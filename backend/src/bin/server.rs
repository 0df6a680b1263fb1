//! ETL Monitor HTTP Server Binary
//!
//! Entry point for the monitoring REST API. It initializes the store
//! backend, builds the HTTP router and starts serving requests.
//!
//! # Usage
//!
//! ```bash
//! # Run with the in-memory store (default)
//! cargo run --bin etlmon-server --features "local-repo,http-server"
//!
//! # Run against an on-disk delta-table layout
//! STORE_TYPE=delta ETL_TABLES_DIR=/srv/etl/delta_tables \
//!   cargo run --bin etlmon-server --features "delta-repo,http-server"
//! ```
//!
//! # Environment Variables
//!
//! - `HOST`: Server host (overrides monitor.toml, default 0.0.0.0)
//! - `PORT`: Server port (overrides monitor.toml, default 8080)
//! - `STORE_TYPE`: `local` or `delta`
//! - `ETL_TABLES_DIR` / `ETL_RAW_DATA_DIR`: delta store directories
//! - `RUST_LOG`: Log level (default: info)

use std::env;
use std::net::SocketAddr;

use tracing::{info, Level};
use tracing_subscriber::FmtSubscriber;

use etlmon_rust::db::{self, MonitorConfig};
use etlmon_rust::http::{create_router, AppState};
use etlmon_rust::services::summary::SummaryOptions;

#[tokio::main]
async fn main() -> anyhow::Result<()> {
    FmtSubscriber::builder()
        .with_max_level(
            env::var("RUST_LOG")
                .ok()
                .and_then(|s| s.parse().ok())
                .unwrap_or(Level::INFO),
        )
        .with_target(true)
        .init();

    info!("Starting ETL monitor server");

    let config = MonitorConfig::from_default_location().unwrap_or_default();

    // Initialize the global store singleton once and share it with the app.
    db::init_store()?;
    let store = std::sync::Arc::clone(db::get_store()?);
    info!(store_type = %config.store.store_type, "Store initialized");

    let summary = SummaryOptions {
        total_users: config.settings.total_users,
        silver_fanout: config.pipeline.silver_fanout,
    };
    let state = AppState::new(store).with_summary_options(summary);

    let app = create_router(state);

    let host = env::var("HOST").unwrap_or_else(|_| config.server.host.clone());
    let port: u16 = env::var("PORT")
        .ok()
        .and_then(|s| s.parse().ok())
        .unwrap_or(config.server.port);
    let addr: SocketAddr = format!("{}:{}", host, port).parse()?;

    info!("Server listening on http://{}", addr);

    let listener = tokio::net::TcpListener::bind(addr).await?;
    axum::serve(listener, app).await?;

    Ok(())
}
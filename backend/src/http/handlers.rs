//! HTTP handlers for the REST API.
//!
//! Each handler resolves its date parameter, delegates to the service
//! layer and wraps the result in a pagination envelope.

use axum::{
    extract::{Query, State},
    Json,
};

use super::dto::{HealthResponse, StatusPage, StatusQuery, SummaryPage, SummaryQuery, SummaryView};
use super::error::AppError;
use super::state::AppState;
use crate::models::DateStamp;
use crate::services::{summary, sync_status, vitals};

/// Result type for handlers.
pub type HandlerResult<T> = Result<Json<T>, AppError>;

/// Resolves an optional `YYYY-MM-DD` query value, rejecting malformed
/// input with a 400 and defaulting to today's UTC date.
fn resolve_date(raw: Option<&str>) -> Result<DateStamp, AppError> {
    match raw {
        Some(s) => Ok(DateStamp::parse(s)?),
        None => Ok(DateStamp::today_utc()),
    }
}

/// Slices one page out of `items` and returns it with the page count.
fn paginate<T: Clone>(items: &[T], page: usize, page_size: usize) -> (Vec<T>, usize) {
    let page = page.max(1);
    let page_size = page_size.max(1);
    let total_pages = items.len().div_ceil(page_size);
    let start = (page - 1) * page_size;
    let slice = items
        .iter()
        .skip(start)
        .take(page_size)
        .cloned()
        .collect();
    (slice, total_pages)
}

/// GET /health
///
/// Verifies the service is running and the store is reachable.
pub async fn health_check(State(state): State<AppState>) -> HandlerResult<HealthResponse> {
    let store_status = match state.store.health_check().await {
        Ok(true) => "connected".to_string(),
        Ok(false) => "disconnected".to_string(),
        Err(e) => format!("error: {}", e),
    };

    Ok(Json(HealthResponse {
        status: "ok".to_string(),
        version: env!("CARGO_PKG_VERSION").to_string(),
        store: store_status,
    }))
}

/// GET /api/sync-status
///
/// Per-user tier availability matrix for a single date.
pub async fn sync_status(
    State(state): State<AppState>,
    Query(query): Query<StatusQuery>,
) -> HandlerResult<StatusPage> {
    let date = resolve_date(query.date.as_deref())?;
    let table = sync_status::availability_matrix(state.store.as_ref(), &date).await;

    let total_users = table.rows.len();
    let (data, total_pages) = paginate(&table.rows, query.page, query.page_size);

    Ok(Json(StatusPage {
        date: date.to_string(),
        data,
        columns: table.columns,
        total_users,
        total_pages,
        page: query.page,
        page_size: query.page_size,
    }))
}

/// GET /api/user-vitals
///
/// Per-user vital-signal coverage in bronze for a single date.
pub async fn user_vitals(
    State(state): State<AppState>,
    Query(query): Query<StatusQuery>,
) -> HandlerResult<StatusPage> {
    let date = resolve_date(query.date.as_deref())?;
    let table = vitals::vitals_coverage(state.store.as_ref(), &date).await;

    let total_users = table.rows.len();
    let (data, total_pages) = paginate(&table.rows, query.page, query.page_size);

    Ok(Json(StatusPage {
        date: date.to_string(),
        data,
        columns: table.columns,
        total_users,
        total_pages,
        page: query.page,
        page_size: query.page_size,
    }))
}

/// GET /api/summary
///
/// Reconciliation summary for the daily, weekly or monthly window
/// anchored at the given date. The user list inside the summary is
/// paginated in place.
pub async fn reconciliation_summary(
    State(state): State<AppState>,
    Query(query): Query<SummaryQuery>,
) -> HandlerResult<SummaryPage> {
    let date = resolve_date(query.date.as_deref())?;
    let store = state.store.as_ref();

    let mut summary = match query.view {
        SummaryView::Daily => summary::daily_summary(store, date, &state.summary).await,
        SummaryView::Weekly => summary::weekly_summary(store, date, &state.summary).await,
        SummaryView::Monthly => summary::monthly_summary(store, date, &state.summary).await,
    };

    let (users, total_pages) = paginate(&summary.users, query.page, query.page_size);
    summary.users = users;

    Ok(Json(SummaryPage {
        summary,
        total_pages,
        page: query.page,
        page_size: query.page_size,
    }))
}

> EXERCISE DETAILS
Write out every line of the preceding listing that contains "DateStamp".

> REPLY
use crate::models::DateStamp;
fn resolve_date(raw: Option<&str>) -> Result<DateStamp, AppError> {
        Some(s) => Ok(DateStamp::parse(s)?),
        None => Ok(DateStamp::today_utc()),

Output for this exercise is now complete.